Actuellement, les seuls habitant·es palestinien·nes de Rafah sont les membres de la milice de Yasser Abu Shabab, un groupe lié à Daech armé, financé et protégé par Israël. Il semble très improbable que de nombreux·ses Palestinien·nes acceptent de vivre sous le joug d’un seigneur de guerre, trafiquant de drogue condamné et collaborateur qui a systématiquement pillé les réserves alimentaires et imposé la famine à Gaza à la demande d’Israël. De plus, toute personne qui traverse la frontière vers la partie est de Gaza contrôlée par Israël risque d’être considérée comme un collaborateur, comme cela est arrivé à Moumen Al-Natour, un éminent militant anti-Hamas qui a fui la récente répression du Hamas pour se réfugier sur le territoire d’Abu Shabab et qui a ensuite été renié par sa famille.

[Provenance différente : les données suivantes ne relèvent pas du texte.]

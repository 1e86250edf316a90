//! runscope CLI: inspect local wandb run directories.
//!
//! `runscope [flags] <WANDB_DIR> <COMMAND>` runs one registry operation and
//! exits. Output is human-readable unless `--json` is given.

mod commands;
mod format;
mod parse;

use std::process;

use runscope_core::Error;
use runscope_engine::{AccessMode, RunRegistry};
use runscope_recordlog::ScanOptions;
use tracing::debug;
use tracing_subscriber::EnvFilter;

use commands::build_cli;
use format::{
    format_error, format_history, format_keys, format_media, format_metrics, format_run,
    format_runs, OutputMode,
};
use parse::{matches_to_action, CliAction};

fn main() {
    let matches = build_cli().get_matches();

    init_logging(matches.get_count("verbose"));

    let output_mode = if matches.get_flag("json") {
        OutputMode::Json
    } else {
        OutputMode::Human
    };

    let registry = match open_registry(&matches) {
        Ok(registry) => registry,
        Err(e) => {
            eprintln!("{}", format_error(&e, output_mode));
            process::exit(1);
        }
    };

    let action = match matches_to_action(&matches) {
        Ok(action) => action,
        Err(e) => {
            eprintln!("(error) {}", e);
            process::exit(1);
        }
    };

    match execute(&registry, action, output_mode) {
        Ok(output) => {
            if !output.is_empty() {
                println!("{}", output);
            }
        }
        Err(e) => {
            eprintln!("{}", format_error(&e, output_mode));
            process::exit(1);
        }
    }
}

/// `-v` wins over `RUST_LOG`; with neither, only warnings are shown.
fn init_logging(verbosity: u8) {
    let filter = match verbosity {
        0 => EnvFilter::try_from_default_env().unwrap_or_else(|_| EnvFilter::new("warn")),
        1 => EnvFilter::new("info"),
        2 => EnvFilter::new("debug"),
        _ => EnvFilter::new("trace"),
    };
    tracing_subscriber::fmt()
        .with_env_filter(filter)
        .with_writer(std::io::stderr)
        .with_target(false)
        .init();
}

fn open_registry(matches: &clap::ArgMatches) -> Result<RunRegistry, Error> {
    let root = matches
        .get_one::<String>("dir")
        .map(String::as_str)
        .unwrap_or(".");

    debug!(root, "Opening run registry");
    let mut builder = RunRegistry::builder().root(root);
    if matches.get_flag("no-verify") {
        builder = builder.scan_options(ScanOptions::lenient());
    }
    if matches.get_flag("allow-delete") {
        builder = builder.access_mode(AccessMode::ReadWrite);
    }
    builder.open()
}

fn execute(registry: &RunRegistry, action: CliAction, mode: OutputMode) -> Result<String, Error> {
    match action {
        CliAction::List => Ok(format_runs(&registry.discover()?, mode)),
        CliAction::Show { id } => Ok(format_run(&*registry.get(&id)?, mode)),
        CliAction::History { id, force } => Ok(format_history(&registry.history(&id, force)?, mode)),
        CliAction::Metrics { id, keys } => {
            Ok(format_metrics(&registry.metrics(&id, keys.as_deref())?, mode))
        }
        CliAction::Available { id } => Ok(format_keys(&registry.available_metrics(&id)?, mode)),
        CliAction::Media { id } => Ok(format_media(&registry.media(&id)?, mode)),
        CliAction::ConfigKeys => Ok(format_keys(&registry.config_keys()?, mode)),
        CliAction::Delete { id } => {
            registry.delete_run(&id)?;
            Ok(match mode {
                OutputMode::Json => serde_json::json!({ "deleted": id }).to_string(),
                OutputMode::Human => format!("Deleted run {}", id),
            })
        }
    }
}
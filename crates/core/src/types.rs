//! Core types for runscope
//!
//! This module defines the fundamental identifiers used throughout the system:
//! - [`RunId`]: Stable identifier of a run, taken from its directory name
//! - [`RunDirName`]: Parsed form of a run directory name
//! - [`HistoryRow`]: One logged step of a run's history

use chrono::NaiveDateTime;
use once_cell::sync::Lazy;
use regex::Regex;
use serde::{Deserialize, Serialize};
use std::borrow::Borrow;

use crate::value::Map;

/// One logged step: ordered key → scalar mapping.
pub type HistoryRow = Map;

/// Directory naming grammar: `[offline-]run-YYYYMMDD_HHMMSS-<run id>`
static RUN_DIR_PATTERN: Lazy<Regex> = Lazy::new(|| {
    Regex::new(r"^(offline-)?run-(\d{8}_\d{6})-([a-z0-9]+)$").expect("run dir pattern is valid")
});

/// Timestamp layout embedded in run directory names
pub const RUN_TIMESTAMP_FORMAT: &str = "%Y%m%d_%H%M%S";

/// Unique identifier for a run
///
/// Lowercase alphanumeric, as assigned by the producer and embedded in the
/// run directory name.
#[derive(Debug, Clone, PartialEq, Eq, Hash, PartialOrd, Ord, Serialize, Deserialize)]
#[serde(transparent)]
pub struct RunId(String);

impl RunId {
    /// Create a RunId, validating the lowercase alphanumeric alphabet
    ///
    /// # Examples
    ///
    /// ```
    /// use runscope_core::RunId;
    ///
    /// assert!(RunId::parse("a1b2c3").is_some());
    /// assert!(RunId::parse("A1B2").is_none());
    /// assert!(RunId::parse("").is_none());
    /// ```
    pub fn parse(raw: &str) -> Option<Self> {
        let valid = !raw.is_empty()
            && raw
                .bytes()
                .all(|b| b.is_ascii_lowercase() || b.is_ascii_digit());
        valid.then(|| RunId(raw.to_string()))
    }

    /// Get the identifier as a string slice
    pub fn as_str(&self) -> &str {
        &self.0
    }
}

impl Borrow<str> for RunId {
    fn borrow(&self) -> &str {
        &self.0
    }
}

impl AsRef<str> for RunId {
    fn as_ref(&self) -> &str {
        &self.0
    }
}

impl std::fmt::Display for RunId {
    fn fmt(&self, f: &mut std::fmt::Formatter<'_>) -> std::fmt::Result {
        f.write_str(&self.0)
    }
}

impl PartialEq<str> for RunId {
    fn eq(&self, other: &str) -> bool {
        self.0 == other
    }
}

impl PartialEq<&str> for RunId {
    fn eq(&self, other: &&str) -> bool {
        self.0 == *other
    }
}

/// Parsed run directory name
///
/// A directory is a run iff its name matches the naming grammar. The embedded
/// timestamp may still fail calendar validation (e.g. month 13), in which case
/// `created_at` is `None` but the directory is still a run.
#[derive(Debug, Clone, PartialEq, Eq)]
pub struct RunDirName {
    /// `offline-` prefix present
    pub is_offline: bool,
    /// Raw `YYYYMMDD_HHMMSS` text
    pub timestamp: String,
    /// Parsed creation time, if the timestamp is a valid date-time
    pub created_at: Option<NaiveDateTime>,
    /// Run identifier
    pub run_id: RunId,
}

impl RunDirName {
    /// Parse a directory name against the naming grammar
    ///
    /// # Examples
    ///
    /// ```
    /// use runscope_core::RunDirName;
    ///
    /// let parsed = RunDirName::parse("offline-run-20240102_030405-abc123").unwrap();
    /// assert!(parsed.is_offline);
    /// assert_eq!(parsed.run_id.as_str(), "abc123");
    /// assert!(RunDirName::parse("latest-run").is_none());
    /// ```
    pub fn parse(name: &str) -> Option<Self> {
        let caps = RUN_DIR_PATTERN.captures(name)?;
        let timestamp = caps.get(2)?.as_str().to_string();
        let run_id = RunId::parse(caps.get(3)?.as_str())?;
        let created_at = NaiveDateTime::parse_from_str(&timestamp, RUN_TIMESTAMP_FORMAT).ok();
        Some(RunDirName {
            is_offline: caps.get(1).is_some(),
            timestamp,
            created_at,
            run_id,
        })
    }
}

Même si certains Gazaoui·es désespéré·es acceptent de déménager à Rafah, Israël ne les laissera pas simplement passer en masse de l’ouest à l’est de Gaza, invoquant le prétexte d’empêcher l’infiltration du Hamas parmi la foule. Le plan des « bulles de sécurité » — présenté pour la première fois par le ministre de la Défense de l’époque, Yoav Gallant, en juin 2024 — qui prévoyait la création de 24 camps fermés vers lesquels la population de Gaza serait progressivement transférée, fournit un modèle : L’armée israélienne devrait inspecter et autoriser chaque personne autorisée à passer à l’est de Gaza, ce qui entraînerait inévitablement un processus bureaucratique long et intrusif, alimenté par l’intelligence artificielle, qui rendrait les demandeurs vulnérables au chantage des agences de sécurité israéliennes, qui pourraient exiger leur collaboration en échange de leur entrée.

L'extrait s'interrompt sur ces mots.